The failure, which could seriously rebound on the current Doha Round of
overall free trade negotiations in the WTO, had been predicted earlier by
several diplomats.

"I don't see the Americans giving in," said an Asian envoy. "They are
under too much political pressure in Congress."

AFRICAN DISEASES ONLY NOT ACCEPTABLE

Envoys from other regions said a suggestion that an accord could
specifically list only African diseases was not acceptable.
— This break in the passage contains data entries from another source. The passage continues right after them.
//! Class skills.

use super::weapon_art::skill_amplified;
use super::{Combat, Duel, bleed_on_action};
use crate::combat::damage::floor_u32;
use crate::combat::{ActionOutcome, FloatingText, FloatingTextKind, Side, amplify_unmitigated};
use crate::env::{ClassSkillDefinition, Rolls};
use crate::ledger::StatusKind;
use crate::state::Combatant;

/// Resolves the player's class skill.
///
/// Skills are data: the damage is a weighted sum of the player's stats and
/// an optional health sacrifice, followed by the skill's status list. The
/// cooldown is the skill's own or the configured default.
pub fn class_skill(
    combat: Combat<'_>,
    skill: &ClassSkillDefinition,
    rolls: Rolls<'_>,
) -> ActionOutcome {
    if combat.player.is_action_blocked() {
        return ActionOutcome::noop(format!("{} cannot act!", combat.player.name));
    }

    let mut duel = Duel::begin(combat, rolls);
    let cooldown = skill
        .cooldown_millis
        .unwrap_or(duel.config().class_skill_cooldown_millis);
    duel.out.class_skill_cooldown(cooldown);
    if bleed_on_action(&mut duel, Side::Player) {
        return duel.finish();
    }

    let hp_cost = floor_u32(f64::from(duel.player.hp) * skill.hp_cost_ratio);
    if hp_cost > 0 {
        duel.wound_player(hp_cost);
        duel.out
            .float(FloatingText::amount(FloatingTextKind::Damage, Side::Player, hp_cost));
        duel.out
            .log(format!("{} sacrifices {hp_cost} health.", duel.player.name));
    }

    let stats = duel.stats();
    let base = floor_u32(
        f64::from(stats.atk) * skill.atk_ratio
            + f64::from(stats.matk) * skill.matk_ratio
            + f64::from(stats.def) * skill.def_ratio
            + f64::from(hp_cost) * skill.hp_cost_damage_ratio,
    );
    let amplified = skill_amplified(&duel, base);
    let frozen = duel.opponent.statuses.has(StatusKind::Frozen);
    let damage = amplify_unmitigated(
        amplified,
        duel.opponent.statuses.stacks(StatusKind::Burn),
        frozen,
    );
    if frozen {
        duel.opponent.statuses.remove(StatusKind::Frozen);
        duel.out
            .float(FloatingText::labeled(FloatingTextKind::Critical, Side::Opponent, "shatter"));
        duel.out.log("The ice shatters for double damage!");
    }

    if skill.show_crit {
        duel.out
            .float(FloatingText::labeled(FloatingTextKind::Critical, Side::Opponent, "crit"));
    }
    duel.damage_opponent(damage);
    duel.out
        .float(FloatingText::amount(FloatingTextKind::Critical, Side::Opponent, damage));
    duel.out
        .log(format!("{}! Dealt {damage} damage.", skill.name));
    duel.record_damage(damage);

    if duel.opponent_alive() {
        for status in &skill.statuses {
            duel.inflict(*status, None);
        }
    } else {
        duel.out.log(format!("{} is defeated!", duel.opponent.name));
    }

    if skill.opponent_gauge_pushback > 0.0 {
        duel.out.gauge(Side::Opponent, -skill.opponent_gauge_pushback);
    }
    duel.finish()
}
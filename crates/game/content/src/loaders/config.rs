//! Combat configuration loader.

use std::path::Path;

use anyhow::Context;
use battle_core::GameConfig;

use crate::loaders::{LoadResult, read_file};

/// Loader for combat configuration from TOML files.
pub struct ConfigLoader;

impl ConfigLoader {
    /// Load config data from a TOML file.
    ///
    /// Keys missing from the file keep their [`GameConfig::default`] values.
    pub fn load(path: &Path) -> LoadResult<GameConfig> {
        let content = read_file(path)?;
        Self::parse(&content).with_context(|| format!("in {}", path.display()))
    }

    pub fn parse(content: &str) -> LoadResult<GameConfig> {
        let config: GameConfig =
            toml::from_str(content).context("Failed to parse config TOML")?;
        if config.tick_millis == 0 {
            anyhow::bail!("tick_millis must be positive");
        }
        Ok(config)
    }
}

#[cfg(test)]
mod tests {
    use super::*;

    #[test]
    fn missing_keys_fall_back_to_defaults() {
        let config = ConfigLoader::parse("flee_chance = 0.25\nrusher_haste_stacks = 2\n")
            .expect("config");
        assert!((config.flee_chance - 0.25).abs() < 1e-9);
        assert_eq!(config.rusher_haste_stacks, 2);
        assert_eq!(config.tick_millis, GameConfig::DEFAULT_TICK_MILLIS);
        assert_eq!(
            config.class_skill_cooldown_millis,
            GameConfig::DEFAULT_CLASS_SKILL_COOLDOWN_MILLIS
        );
    }

    #[test]
    fn zero_tick_is_rejected() {
        assert!(ConfigLoader::parse("tick_millis = 0").is_err());
    }
}
//! Affix table loader.

use std::path::Path;

use battle_core::AffixDefinition;
use serde::{Deserialize, Serialize};

use crate::loaders::{LoadResult, read_ron};

#[derive(Debug, Clone, Serialize, Deserialize)]
pub struct AffixCatalog {
    pub affixes: Vec<AffixDefinition>,
}

/// Loader for stat and passive affixes from RON files.
pub struct AffixLoader;

impl AffixLoader {
    pub fn load(path: &Path) -> LoadResult<Vec<AffixDefinition>> {
        let catalog: AffixCatalog = read_ron(path, "affix table")?;
        Ok(catalog.affixes)
    }
}
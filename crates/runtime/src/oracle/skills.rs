//! [`battle_core::SkillOracle`] backed by in-memory maps.
use std::collections::HashMap;

use battle_content::SkillCatalog;
use battle_core::{
    ClassSkillDefinition, SkillOracle, WeaponArtDefinition, WeaponCategory,
    WeaponPassiveDefinition,
};

#[derive(Debug, Default)]
pub struct SkillOracleImpl {
    passives: HashMap<String, WeaponPassiveDefinition>,
    arts: HashMap<WeaponCategory, WeaponArtDefinition>,
    class_skills: HashMap<String, ClassSkillDefinition>,
}

impl SkillOracleImpl {
    pub fn new() -> Self {
        Self::default()
    }

    pub fn from_catalog(catalog: &SkillCatalog) -> Self {
        let mut oracle = Self::new();
        catalog.passives.iter().cloned().for_each(|p| oracle.add_passive(p));
        catalog.arts.iter().cloned().for_each(|a| oracle.add_art(a));
        catalog
            .class_skills
            .iter()
            .cloned()
            .for_each(|s| oracle.add_class_skill(s));
        oracle
    }

    pub fn add_passive(&mut self, def: WeaponPassiveDefinition) {
        self.passives.insert(def.id.clone(), def);
    }

    /// Replaces any art already registered for the same category.
    pub fn add_art(&mut self, def: WeaponArtDefinition) {
        self.arts.insert(def.category, def);
    }

    pub fn add_class_skill(&mut self, def: ClassSkillDefinition) {
        self.class_skills.insert(def.id.clone(), def);
    }
}

impl SkillOracle for SkillOracleImpl {
    fn weapon_passive(&self, id: &str) -> Option<&WeaponPassiveDefinition> {
        self.passives.get(id)
    }

    fn weapon_art(&self, category: WeaponCategory) -> Option<&WeaponArtDefinition> {
        self.arts.get(&category)
    }

    fn class_skill(&self, id: &str) -> Option<&ClassSkillDefinition> {
        self.class_skills.get(id)
    }
}
//! Story script loader.

use std::path::Path;

use serde::{Deserialize, Serialize};

use crate::loaders::{LoadResult, read_ron};
use crate::story::StoryScript;

#[derive(Debug, Clone, Default, Serialize, Deserialize)]
#[serde(default)]
pub struct StoryCatalog {
    pub scripts: Vec<StoryScript>,
}

pub struct StoryLoader;

impl StoryLoader {
    /// Load story scripts in file order; callers sort by priority.
    pub fn load(path: &Path) -> LoadResult<Vec<StoryScript>> {
        let catalog: StoryCatalog = read_ron(path, "story scripts")?;
        Ok(catalog.scripts)
    }
}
"We are developing countries too," said a negotiator from a small Latin
American nation.

The outcome of the talks was likely to sour further the Doha Round
atmosphere, already tense over problems in agriculture, where WTO
countries have been officially described as "miles apart," and over
failure to reach another agreement also by Friday on special treatment for
poorer developing states.

Poorer countries wanted the drug deal to allow them to order copies of
drugs developed by major pharmaceutical firms based in richer states from
manufacturers in countries like India, Thailand and Brazil.

They saw an agreement as a touchstone of the sincerity of assurances from
the big trading powers that they would emerge winners from the round.

Some diplomats from Africa, Asia and Latin America said that without a
drugs agreement, they would not agree to compromise on other issues in the
round whose success the big powers--especially the United States--see as
vital to boost global business.

An outline drugs accord was first approved at a WTO ministerial conference
in Doha 13 months ago, clearing the way for agreement to launch the new
round aimed at lowering barriers to trade in goods and services.

But since then, efforts in several meetings between the key players have
failed to hone down details into a pact pleasing all sides.